I’m angry again,
Came across Savio Rodrigues’s blog about whether Oracle would buy Red Hat and/or BEA. One particular comment is a very incorrect assumption, specifically Savio wrote:
By announcing Oracle Unbreakable Linux, Oracle has already proven that Red Hat doesn’t have a whole lot of technology that can’t be easily replicated. ….
Maybe Savio believes that Red Hat doesn’t produce any technology? JBoss aside, I used to think that Red Hat was just a packager and was surprised to find out this wasn’t the case. They are one of the biggest presences the Linux and FSF community. I was astounded by the kind of quality engineers Red Hat has in key positions in the OSS community.
Or maybe Savio believes what Larry believes, that since Red Hat is all open source based Oracle can steal whatever IP they want and that’s the end of that. I’m not sure either of them understands that professional open source runs on top of the same fundamentals of any other business. Brand, employees, management, happy customers, and ability to execute and innovate. Let’s face it, open source is a software industry segment. Only Red Hat has proven it can execute effectively in such a space. If you’re just going to “take Red Hat’s IP”, you still have to establish strong OSS community relations, you still have to have great engineers that know the software, productization teams that know how to take raw OSS projects and turn them into a product you can support for 5 years, you need sales people that know how to sell it, marketing that knows how to promote, management that knows how to deal with “freetards” and open source prima donas.
None of this means that Oracle can’t establish itself in Red Hat’s market, it just means that as long as Red Hat continues to execute and innovate they will still be the leaders. Over the years JBoss had to go through various crisis’s in order to grow up as a company, I remember myself panicking thinking we were done, it was over. Marc and Sacha, always the steady hands say, “just continue to execute and everything will be fine”. You know what? It was. When you see us stop being able to execute, then you can say we’re done.
Jul 19, 2007 @ 18:33:00
Ahh, good, I didn’t expect the truce would last for long 🙂
In no way do I suggest that Red Hat has poor quality engineers. I’m sure there are rock stars on Red Hat’s payroll. My point is that the work that these rock stars (or even average developers) working at RH do is available to anyone. Oracle doesn’t need to buy RH to get their hands on their work.

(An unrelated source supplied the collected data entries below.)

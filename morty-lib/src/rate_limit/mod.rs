//! Retry configuration.

mod retry;

pub use retry::RetryConfig;
mod cli;
mod commands;
mod paths;
mod render;

use std::process::ExitCode;

use clap::Parser;
use morty_lib::CharacterClient;
use morty_lib::api::load_all_with_cancel;
use morty_lib::table::TableConfig;
use morty_lib::table::TableView;
use simplelog::Config;
use simplelog::LevelFilter;
use simplelog::WriteLogger;
use tokio::sync::mpsc;
use tokio_util::sync::CancellationToken;

use cli::Args;
use commands::Command;

#[derive(Debug, thiserror::Error)]
enum CliError {
    #[error("{0}")]
    Load(#[from] morty_lib::error::Error),
    #[error("{0}")]
    Input(#[from] morty_lib::error::InputError),
}

#[tokio::main]
async fn main() -> ExitCode {
    let args = Args::parse();
    init_logging(args.log_level());

    match run(args).await {
        Ok(()) => ExitCode::SUCCESS,
        Err(e) => {
            eprintln!("Error: {}", e);
            ExitCode::FAILURE
        }
    }
}

/// Sends log output to the cache directory; logging is skipped if that fails.
fn init_logging(level: LevelFilter) {
    paths::rotate_logs();
    let Some(path) = paths::log_file() else { return };

    match paths::create_log_file(&path) {
        Ok(file) => {
            if WriteLogger::init(level, Config::default(), file).is_err() {
                eprintln!("Logger already initialised");
            }
        }
        Err(e) => eprintln!("Cannot open log file {}: {}", path.display(), e),
    }
}

async fn run(args: Args) -> Result<(), CliError> {
    let client = CharacterClient::builder()
        .start_url(&args.url)
        .timeout(args.timeout())
        .connect_timeout(args.connect_timeout())
        .retry(args.retry())
        .build()?;
    let mut view = TableView::new(TableConfig::characters()).with_page_size(args.page_size)?;

    log::info!("Loading characters from {}", client.start_url());
    println!("Loading...");

    let cancel = CancellationToken::new();
    // Ctrl-C abandons the load, or ends the session once loaded.
    let ctrl_c = cancel.clone();
    tokio::spawn(async move {
        if tokio::signal::ctrl_c().await.is_ok() {
            ctrl_c.cancel();
        }
    });

    let records = load_all_with_cancel(&client, client.start_url(), cancel.clone()).await?;
    view.finish_load(Ok(records));

    println!("{}\n", render::frame(&view.snapshot()));
    println!("Type 'help' for commands.");

    let mut lines = spawn_stdin_reader();
    loop {
        let line = tokio::select! {
            _ = cancel.cancelled() => break,
            line = lines.recv() => line,
        };
        let Some(line) = line else { break };

        let command = match Command::parse(&line) {
            Ok(command) => command,
            Err(e) => {
                println!("{}", e);
                continue;
            }
        };
        log::debug!("Command: {:?}", command);

        match command {
            Command::Quit => break,
            Command::Help => {
                println!("{}", commands::HELP);
                continue;
            }
            command => {
                if let Err(e) = command.apply(&mut view) {
                    println!("{}", e);
                }
            }
        }
        println!("{}\n", render::frame(&view.snapshot()));
    }

    Ok(())
}

/// Reads stdin on a plain thread so a pending read never holds up shutdown.
fn spawn_stdin_reader() -> mpsc::UnboundedReceiver<String> {
    let (tx, rx) = mpsc::unbounded_channel();
    std::thread::spawn(move || {
        for line in std::io::stdin().lines() {
            let Ok(line) = line else { break };
            if tx.send(line).is_err() {
                break;
            }
        }
    });
    rx
}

You’re 100% right Bill, the source is just one aspect of the value an OSS vendor brings to the table. I talked about the Brand, Technology & Customer aspects that go into an acquisition decision in my post. I list my reasons for why I don’t think Oracle gains much via a RH acquisition across these 3 aspects of analysis.
Partly, this is because Oracle isn’t trying to be a leading operating system vendor. They want to be the #1 apps (& middleware) vendor. Towards this goal, I’d argue that owning the middleware decision helps more than owing the operating system decision. That’s why I think BEA is a better candidate for Oracle, and hey, JBoss would have been a good fit also.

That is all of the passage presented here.